How to Deal with Equipments Failure While Diving


There are very few incidents of equipment failing underwater, but it’s sensible to consider what can go wrong. If you do experience a problem, your training should mean you take it in stride.

A broken mask

If your mask is continuously flooding, either the seal of the skirt is damaged or the frame is broken. If this happens to you on a dive, you just have to clear your mask as often as needed until you reach the surface. To avoid this situation, some divers carry a spare mask in a BC pocket.

Regulator failure

Regulators rarely fail, but it is possible. Sometimes, a hose has become old and brittle and breaks, gushing air. If this happens, you should use your buddy’s alternate air source until you can get to the surface. Otherwise, make a free ascent, keeping your airway open all the way.

If your regulator has developed a small hole in the mouthpiece and is letting in water, it will make your breathing damp but you’ll probably be able to finish the dive. If not, pull off the mouthpiece and insert the metal or plastic stump directly into your mouth.

Faulty tank O-rings tend to blow when they have the most pressure on them, either before or early in the dive. If this happens, you will usually have time to abort the dive.

If you are diving in cold, fresh water and your regulator starts to free-flow uncontrollably, you should continue breathing from it but allow the excess air to escape harmlessly into the water. You should abort the dive immediately. It is sensible to practice what to do in this situation in the controlled conditions of a swimming pool.

Other problems

If the dump valve on your BC sticks open, you have a serious problem and should abort the dive immediately by swimming to the surface. You should be able to do this easily if you are not carrying too much lead.

If you lose your weightbelt, you will start a buoyant ascent immediately. To slow yourself down, lie horizontally and flare your arms and legs. Keep your airway open, shouting “Arghhhh!” if need be.

A leak in your drysuit means you will get cold, but your BC will help maintain your buoyancy. Contrary to popular belief, a flooded drysuit weighs nothing underwater. However, it does make climbing a boat ladder difficult because of the weight of water in it.

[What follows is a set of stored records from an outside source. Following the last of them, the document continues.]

//! Accumulation of scanned chunks keyed by filesystem and chunk id.
//!
//! Every copy of a chunk is kept in scan order. Resolving duplicates is the
//! assembler's job, so the store never merges or overwrites entries.

use crate::error::Result;
use crate::scanner::{Chunk, TOMBSTONE_FLAG};
use std::collections::BTreeMap;
use tracing::debug;

/// One recorded copy of a chunk
#[derive(Debug, Clone, PartialEq, Eq)]
pub struct ChunkRecord {
    /// Raw status flag from the descriptor
    pub flag: u16,
    /// Payload bytes
    pub payload: Vec<u8>,
    /// Absolute dump offset of the descriptor
    pub offset: u64,
}

impl ChunkRecord {
    /// Returns true if this copy marks the chunk as superseded
    pub fn is_tombstone(&self) -> bool {
        self.flag == TOMBSTONE_FLAG
    }
}

/// All copies of every chunk found in a dump
#[derive(Debug, Clone, Default)]
pub struct ChunkStore {
    filesystems: BTreeMap<u16, BTreeMap<u8, Vec<ChunkRecord>>>,
    records: usize,
}

impl ChunkStore {
    /// Creates an empty store
    pub fn new() -> Self {
        Self::default()
    }

    /// Builds a store from scanner output, stopping at the first error
    pub fn from_chunks<I>(chunks: I) -> Result<Self>
    where
        I: IntoIterator<Item = Result<Chunk>>,
    {
        let mut store = Self::new();
        for chunk in chunks {
            store.record(chunk?);
        }
        Ok(store)
    }

    /// Appends a chunk copy after any earlier copies of the same key
    pub fn record(&mut self, chunk: Chunk) {
        let entries = self
            .filesystems
            .entry(chunk.filesystem_id)
            .or_default()
            .entry(chunk.chunk_id)
            .or_default();

        if let Some(first) = entries.first() {
            debug!(
                "Duplicate chunk {:#x} of fs {} at {:#09x} (first seen at {:#09x})",
                chunk.chunk_id, chunk.filesystem_id, chunk.offset, first.offset
            );
        }

        entries.push(ChunkRecord {
            flag: chunk.flag,
            payload: chunk.payload,
            offset: chunk.offset,
        });
        self.records += 1;
    }

    /// Filesystem ids in ascending order
    pub fn filesystem_ids(&self) -> impl Iterator<Item = u16> + '_ {
        self.filesystems.keys().copied()
    }

    /// Chunks of a filesystem in ascending chunk id order
    pub fn chunks(&self, filesystem_id: u16) -> impl Iterator<Item = (u8, &[ChunkRecord])> + '_ {
        self.filesystems
            .get(&filesystem_id)
            .into_iter()
            .flat_map(|chunks| chunks.iter().map(|(id, entries)| (*id, entries.as_slice())))
    }

    /// Every recorded copy of one chunk, in scan order
    pub fn entries(&self, filesystem_id: u16, chunk_id: u8) -> &[ChunkRecord] {
        self.filesystems
            .get(&filesystem_id)
            .and_then(|chunks| chunks.get(&chunk_id))
            .map(Vec::as_slice)
            .unwrap_or(&[])
    }

    /// Number of distinct filesystem ids
    pub fn filesystem_count(&self) -> usize {
        self.filesystems.len()
    }

    /// Total number of recorded copies, duplicates included
    pub fn record_count(&self) -> usize {
        self.records
    }

    /// Returns true if nothing has been recorded
    pub fn is_empty(&self) -> bool {
        self.records == 0
    }
}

Should your computer fail to work, stay close to and slightly shallower than your buddy. Never go deeper than your buddy. You can use your buddy’s computer to help you get safely to the surface. Many divers now carry a second backup computer that will be up to date with their decompression status, ready for the next dive.

Another potential problem is if the camband of your tank is not sufficiently tight. If this happens, show your buddy that it is dropping out so that your partner can push it back and tighten the strap.

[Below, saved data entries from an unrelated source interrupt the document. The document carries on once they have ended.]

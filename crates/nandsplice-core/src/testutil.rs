//! Builders for synthetic flash dumps used by the unit tests.

use crate::scanner::{
    ChunkDescriptor, BLOCK_SIZE, DESCRIPTOR_SIZE, DIRECTORY_SENTINEL, PAYLOAD_BASE,
    PAYLOAD_SLOT_SIZE, SENTINEL_OFFSET,
};

/// Builds one erased (0xFF filled) physical block with a chunk directory
pub(crate) struct BlockBuilder {
    block: Vec<u8>,
    entries: usize,
}

impl BlockBuilder {
    pub(crate) fn new() -> Self {
        let mut block = vec![0xFF; BLOCK_SIZE];
        block[SENTINEL_OFFSET..SENTINEL_OFFSET + DIRECTORY_SENTINEL.len()]
            .copy_from_slice(&DIRECTORY_SENTINEL);
        Self { block, entries: 0 }
    }

    /// Appends a descriptor and writes its payload into the given slot
    pub(crate) fn chunk(
        mut self,
        filesystem_id: u16,
        chunk_id: u8,
        flag: u16,
        location: u16,
        payload: &[u8],
    ) -> Self {
        let descriptor = ChunkDescriptor {
            chunk_id,
            filesystem_id,
            flag,
            location,
            size: payload.len() as u32,
        };

        let start = PAYLOAD_BASE - location as usize * PAYLOAD_SLOT_SIZE;
        self.block[start..start + payload.len()].copy_from_slice(payload);
        self.raw_descriptor(descriptor.to_bytes())
    }

    /// Appends a descriptor record verbatim
    pub(crate) fn raw_descriptor(mut self, raw: [u8; DESCRIPTOR_SIZE]) -> Self {
        let pos = self.entries * DESCRIPTOR_SIZE;
        self.block[pos..pos + DESCRIPTOR_SIZE].copy_from_slice(&raw);
        self.entries += 1;
        self
    }

    pub(crate) fn without_sentinel(mut self) -> Self {
        self.block[SENTINEL_OFFSET..SENTINEL_OFFSET + DIRECTORY_SENTINEL.len()].fill(0xFF);
        self
    }

    pub(crate) fn build(self) -> Vec<u8> {
        self.block
    }
}

/// Concatenates blocks into a dump
pub(crate) fn dump(blocks: &[Vec<u8>]) -> Vec<u8> {
    blocks.concat()
}
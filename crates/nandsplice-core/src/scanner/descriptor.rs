//! On-media layout of a chunk directory block.
//!
//! A directory-bearing block looks like this:
//!
//! ```text
//! 0x00000  descriptor 0 (16 bytes)
//! 0x00010  descriptor 1
//! ...      FF FF .. FF  (end-of-directory marker)
//! ...      free space
//! ...      payloads, growing downwards from 0x1FFE0 in 0x80-byte slots
//! 0x1FFF9  55 55 55 FF FF  (directory sentinel)
//! ```
//!
//! Descriptor record:
//!
//! | offset | size | field           |
//! |--------|------|-----------------|
//! | 0x02   | 1    | chunk id        |
//! | 0x03   | 2    | filesystem id   |
//! | 0x06   | 2    | flag            |
//! | 0x08   | 2    | location        |
//! | 0x0C   | 4    | payload size    |
//!
//! All multi-byte fields are little-endian. The remaining bytes are not
//! understood and are ignored.

use std::fmt;
use std::ops::Range;

/// Size of a physical block window
pub const BLOCK_SIZE: usize = 0x20000;

/// Offset of the directory sentinel within a block
pub const SENTINEL_OFFSET: usize = 0x1FFF9;

/// Signature marking a block that carries a chunk directory
pub const DIRECTORY_SENTINEL: [u8; 5] = [0x55, 0x55, 0x55, 0xFF, 0xFF];

/// Size of a single chunk descriptor record
pub const DESCRIPTOR_SIZE: usize = 0x10;

/// Payload offset for `location == 0`
pub const PAYLOAD_BASE: usize = 0x1FFE0;

/// Distance between consecutive payload slots
pub const PAYLOAD_SLOT_SIZE: usize = 0x80;

/// Flag value marking a superseded chunk
pub const TOMBSTONE_FLAG: u16 = 1;

const END_OF_DIRECTORY: [u8; DESCRIPTOR_SIZE] = [0xFF; DESCRIPTOR_SIZE];

/// A decoded 16-byte chunk descriptor
#[derive(Debug, Clone, Copy, PartialEq, Eq)]
pub struct ChunkDescriptor {
    /// Position of the chunk within its file
    pub chunk_id: u8,
    /// File the chunk belongs to
    pub filesystem_id: u16,
    /// Status flag, `1` marks a tombstone
    pub flag: u16,
    /// Payload slot index counted down from the end of the block
    pub location: u16,
    /// Payload length in bytes
    pub size: u32,
}

impl ChunkDescriptor {
    /// Decodes a raw descriptor record
    pub fn from_bytes(raw: &[u8; DESCRIPTOR_SIZE]) -> Self {
        Self {
            chunk_id: raw[0x02],
            filesystem_id: u16::from_le_bytes([raw[0x03], raw[0x04]]),
            flag: u16::from_le_bytes([raw[0x06], raw[0x07]]),
            location: u16::from_le_bytes([raw[0x08], raw[0x09]]),
            size: u32::from_le_bytes([raw[0x0C], raw[0x0D], raw[0x0E], raw[0x0F]]),
        }
    }

    /// Encodes the record with zeroed reserved bytes
    pub fn to_bytes(&self) -> [u8; DESCRIPTOR_SIZE] {
        let mut raw = [0u8; DESCRIPTOR_SIZE];
        raw[0x02] = self.chunk_id;
        raw[0x03..0x05].copy_from_slice(&self.filesystem_id.to_le_bytes());
        raw[0x06..0x08].copy_from_slice(&self.flag.to_le_bytes());
        raw[0x08..0x0A].copy_from_slice(&self.location.to_le_bytes());
        raw[0x0C..0x10].copy_from_slice(&self.size.to_le_bytes());
        raw
    }

    /// Returns true if the record is the end-of-directory marker
    pub fn is_end_marker(raw: &[u8]) -> bool {
        raw == END_OF_DIRECTORY
    }

    /// Returns true if this chunk has been superseded
    pub fn is_tombstone(&self) -> bool {
        self.flag == TOMBSTONE_FLAG
    }

    /// Block-relative start of the payload, or `None` if the location lies
    /// before the start of the block
    pub fn payload_offset(&self) -> Option<usize> {
        (self.location as usize)
            .checked_mul(PAYLOAD_SLOT_SIZE)
            .and_then(|delta| PAYLOAD_BASE.checked_sub(delta))
    }

    /// Block-relative payload range, checked against the block length
    pub fn payload_range(&self, block_len: usize) -> Option<Range<usize>> {
        let start = self.payload_offset()?;
        let end = start.checked_add(self.size as usize)?;
        (end <= block_len).then_some(start..end)
    }
}

impl fmt::Display for ChunkDescriptor {
    fn fmt(&self, f: &mut fmt::Formatter<'_>) -> fmt::Result {
        write!(
            f,
            "chunk_id={:#x}, fs={}, size={}, flag={}, location={}",
            self.chunk_id, self.filesystem_id, self.size, self.flag, self.location
        )
    }
}

/// Returns true if the block carries the directory sentinel
pub fn has_directory(block: &[u8]) -> bool {
    block.get(SENTINEL_OFFSET..SENTINEL_OFFSET + DIRECTORY_SENTINEL.len())
        == Some(&DIRECTORY_SENTINEL[..])
}

/// Formats raw bytes as space separated uppercase hex
pub fn hex_bytes(raw: &[u8]) -> String {
    raw.iter()
        .map(|b| format!("{:02X}", b))
        .collect::<Vec<_>>()
        .join(" ")
}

If your buddy runs out of air, offer them an alternate air source and abort the dive. Obviously, if you run out of air, your buddy should do the same for you. It is important to practise sharing an alternate air source in a swimming pool.

Some divers carry a spare 3-L (16-cubic-foot) cylinder of air with its own independent regulator. This is often known as a pony.

It is vital to be well practised in your rescue skills so that you will be able to cope with any emergency.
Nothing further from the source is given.